■ Task to carry out: Through the last line of the entries, please copy every line exactly, starting with the one that contains "pub fn list_timezones(_identity: Identity)".

■ Materials provided:

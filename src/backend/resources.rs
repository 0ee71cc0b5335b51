//! Static lookups mounted under `/api/internal/resources`. Public once past
//! the gateway (`permission_validator.py`'s allow-list carves out
//! `/api/external/resources/` for any authenticated user, mirrored in
//! `gateway::permission`), since they're reference data rather than
//! anything tenant-scoped. Timezones enumerate `chrono-tz`'s IANA database;
//! languages are the two the ICS card formatter actually renders
//! (`delivery::actionable_item_formatter`) rather than a speculative list.

use rocket::get;
use rocket::serde::json::Json;
use serde_json::{json, Value};

use super::guard::Identity;

#[get("/api/internal/resources/timezones")]
pub fn list_timezones(_identity: Identity) -> Json<Value> {
    let zones: Vec<&str> = chrono_tz::TZ_VARIANTS.iter().map(|tz| tz.name()).collect();
    Json(json!(zones))
}

#[get("/api/internal/resources/languages")]
pub fn list_languages(_identity: Identity) -> Json<Value> {
    Json(json!([
        {"code": "en", "name": "English"},
        {"code": "he", "name": "Hebrew"},
    ]))
}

■ Answer space:
pub fn list_timezones(_identity: Identity) -> Json<Value> {
    let zones: Vec<&str> = chrono_tz::TZ_VARIANTS.iter().map(|tz| tz.name()).collect();
    Json(json!(zones))
}

#[get("/api/internal/resources/languages")]
pub fn list_languages(_identity: Identity) -> Json<Value> {
    Json(json!([
        {"code": "en", "name": "English"},
        {"code": "he", "name": "Hebrew"},
    ]))
}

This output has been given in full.